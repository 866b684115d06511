//! Registry of agents available to a workflow.
//!
//! The validator resolves explicit step assignments against this registry;
//! dispatchers may use it to rank suggestions for unassigned steps.

use std::collections::BTreeMap;

use maestro_types::agent::AgentProfile;

/// Name-indexed collection of agent profiles.
#[derive(Debug, Clone, Default)]
pub struct AgentRegistry {
    agents: BTreeMap<String, AgentProfile>,
}

impl AgentRegistry {
    /// An empty registry.
    pub fn new() -> Self {
        Self::default()
    }

    /// Register (or replace) an agent profile.
    pub fn register(&mut self, profile: AgentProfile) {
        self.agents.insert(profile.name.clone(), profile);
    }

    /// Whether an agent with this name is registered.
    pub fn contains(&self, name: &str) -> bool {
        self.agents.contains_key(name)
    }

    /// Look up an agent profile by name.
    pub fn get(&self, name: &str) -> Option<&AgentProfile> {
        self.agents.get(name)
    }

    /// All registered agent names, sorted.
    pub fn names(&self) -> Vec<&str> {
        self.agents.keys().map(String::as_str).collect()
    }

    /// Number of registered agents.
    pub fn len(&self) -> usize {
        self.agents.len()
    }

    /// Whether the registry is empty.
    pub fn is_empty(&self) -> bool {
        self.agents.is_empty()
    }
}

impl FromIterator<AgentProfile> for AgentRegistry {
    fn from_iter<I: IntoIterator<Item = AgentProfile>>(iter: I) -> Self {
        let mut registry = Self::new();
        for profile in iter {
            registry.register(profile);
        }
        registry
    }
}

#[cfg(test)]
mod tests {
    use super::*;

    fn profile(name: &str) -> AgentProfile {
        AgentProfile {
            name: name.to_string(),
            description: None,
            capabilities: vec![],
        }
    }

    #[test]
    fn test_register_and_lookup() {
        let registry: AgentRegistry =
            [profile("researcher"), profile("writer")].into_iter().collect();
        assert!(registry.contains("researcher"));
        assert!(!registry.contains("ghost"));
        assert_eq!(registry.len(), 2);
        assert_eq!(registry.names(), vec!["researcher", "writer"]);
    }

    #[test]
    fn test_reregister_replaces() {
        let mut registry = AgentRegistry::new();
        registry.register(profile("coder"));
        registry.register(AgentProfile {
            name: "coder".to_string(),
            description: Some("writes Rust".to_string()),
            capabilities: vec![],
        });
        assert_eq!(registry.len(), 1);
        assert_eq!(
            registry.get("coder").unwrap().description.as_deref(),
            Some("writes Rust")
        );
    }
}
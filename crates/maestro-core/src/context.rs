//! Execution context: the mutable key/value state of one workflow run.
//!
//! Seeded from caller-supplied input variables and extended with each
//! completed step's result under its step key. Owned exclusively by the
//! orchestrator for the lifetime of one execution. Size limits guard
//! against unbounded growth from runaway step outputs.

use std::collections::HashMap;

use serde::{Deserialize, Serialize};
use serde_json::{Map, Value, json};
use thiserror::Error;
use uuid::Uuid;

// ---------------------------------------------------------------------------
// Constants
// ---------------------------------------------------------------------------

/// Maximum serialized size of a single step result (1 MB).
pub const MAX_STEP_RESULT_SIZE: usize = 1_048_576;

/// Maximum total serialized size of all context values (10 MB).
pub const MAX_CONTEXT_SIZE: usize = 10_485_760;

// ---------------------------------------------------------------------------
// Errors
// ---------------------------------------------------------------------------

/// Errors raised by context mutation or restoration.
#[derive(Debug, Error)]
pub enum ContextError {
    #[error("context serialization failed: {0}")]
    Serialize(String),

    #[error("total context size ({actual} bytes) exceeds maximum ({max} bytes)")]
    SizeExceeded { actual: usize, max: usize },

    #[error("failed to restore context: {0}")]
    Restore(String),
}

// ---------------------------------------------------------------------------
// ExecutionContext
// ---------------------------------------------------------------------------

/// Mutable state accumulated across one workflow execution.
///
/// Values live in a single flat namespace: input variables at their given
/// names, step results under their step keys. Template placeholders resolve
/// against `as_value()`.
#[derive(Debug, Clone, Serialize, Deserialize)]
pub struct ExecutionContext {
    /// Workflow name (denormalized for logging).
    pub workflow_name: String,
    /// Execution this context belongs to.
    pub execution_id: Uuid,
    /// Input variables and step results.
    values: Map<String, Value>,
}

impl ExecutionContext {
    /// Create a context seeded with the caller's input variables.
    pub fn new(
        workflow_name: impl Into<String>,
        execution_id: Uuid,
        inputs: HashMap<String, Value>,
    ) -> Self {
        Self {
            workflow_name: workflow_name.into(),
            execution_id,
            values: inputs.into_iter().collect(),
        }
    }

    /// Record a completed step's result under its key.
    ///
    /// A result larger than `MAX_STEP_RESULT_SIZE` is replaced by a
    /// truncation marker object. Exceeding `MAX_CONTEXT_SIZE` in total is an
    /// error.
    pub fn set_step_result(&mut self, step_key: &str, result: Value) -> Result<(), ContextError> {
        let serialized = serde_json::to_string(&result)
            .map_err(|e| ContextError::Serialize(e.to_string()))?;

        if serialized.len() > MAX_STEP_RESULT_SIZE {
            tracing::warn!(
                step_key,
                size = serialized.len(),
                max = MAX_STEP_RESULT_SIZE,
                "step result exceeds size limit, truncating"
            );
            let truncated = json!({
                "_truncated": true,
                "_original_size": serialized.len(),
                "_message": format!(
                    "result exceeded {MAX_STEP_RESULT_SIZE} byte limit and was truncated"
                ),
            });
            self.values.insert(step_key.to_string(), truncated);
        } else {
            self.values.insert(step_key.to_string(), result);
        }

        let total = self.total_size();
        if total > MAX_CONTEXT_SIZE {
            return Err(ContextError::SizeExceeded {
                actual: total,
                max: MAX_CONTEXT_SIZE,
            });
        }
        Ok(())
    }

    /// Look up a value (input variable or step result) by key.
    pub fn get(&self, key: &str) -> Option<&Value> {
        self.values.get(key)
    }

    /// The names currently bound in the context.
    pub fn keys(&self) -> impl Iterator<Item = &str> {
        self.values.keys().map(String::as_str)
    }

    /// The context as a single JSON object, for template resolution.
    pub fn as_value(&self) -> Value {
        Value::Object(self.values.clone())
    }

    /// Total serialized size of all values, in bytes.
    pub fn total_size(&self) -> usize {
        self.values
            .values()
            .map(|v| serde_json::to_string(v).map(|s| s.len()).unwrap_or(0))
            .sum()
    }

    /// Serialize the entire context for checkpointing.
    pub fn to_json(&self) -> Value {
        serde_json::to_value(self).unwrap_or_else(|_| json!({}))
    }

    /// Restore a context from a checkpoint snapshot.
    pub fn from_json(value: Value) -> Result<Self, ContextError> {
        serde_json::from_value(value).map_err(|e| ContextError::Restore(e.to_string()))
    }
}

// ---------------------------------------------------------------------------
// Tests
// ---------------------------------------------------------------------------

#[cfg(test)]
mod tests {
    use super::*;
    use serde_json::json;

    fn test_context() -> ExecutionContext {
        ExecutionContext::new(
            "test-workflow",
            Uuid::now_v7(),
            HashMap::from([("topic".to_string(), json!("rust"))]),
        )
    }

    #[test]
    fn test_seeded_inputs_are_visible() {
        let ctx = test_context();
        assert_eq!(ctx.get("topic"), Some(&json!("rust")));
        assert_eq!(ctx.get("missing"), None);
    }

    #[test]
    fn test_step_results_join_the_namespace() {
        let mut ctx = test_context();
        ctx.set_step_result("gather", json!({"articles": 3})).unwrap();
        assert_eq!(ctx.get("gather"), Some(&json!({"articles": 3})));

        let value = ctx.as_value();
        assert_eq!(value["topic"], json!("rust"));
        assert_eq!(value["gather"]["articles"], json!(3));
    }

    #[test]
    fn test_oversized_result_is_truncated() {
        let mut ctx = test_context();
        let huge = "x".repeat(MAX_STEP_RESULT_SIZE + 100);
        ctx.set_step_result("big", json!(huge)).unwrap();

        let stored = ctx.get("big").unwrap();
        assert_eq!(stored["_truncated"], json!(true));
    }

    #[test]
    fn test_checkpoint_roundtrip() {
        let mut ctx = test_context();
        ctx.set_step_result("gather", json!("news")).unwrap();

        let snapshot = ctx.to_json();
        let restored = ExecutionContext::from_json(snapshot).unwrap();
        assert_eq!(restored.workflow_name, "test-workflow");
        assert_eq!(restored.execution_id, ctx.execution_id);
        assert_eq!(restored.get("gather"), Some(&json!("news")));
        assert_eq!(restored.get("topic"), Some(&json!("rust")));
    }

    #[test]
    fn test_restore_rejects_garbage() {
        assert!(ExecutionContext::from_json(json!("not a context")).is_err());
    }

    #[test]
    fn test_total_size_is_small_when_empty() {
        let ctx = ExecutionContext::new("empty", Uuid::now_v7(), HashMap::new());
        assert!(ctx.total_size() < 100);
    }
}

- Required work: Whenever the string "under" turns up in a line above, copy that line out.

- Answer for the task:
//! completed step's result under its step key. Owned exclusively by the
/// names, step results under their step keys. Template placeholders resolve
    /// Record a completed step's result under its key.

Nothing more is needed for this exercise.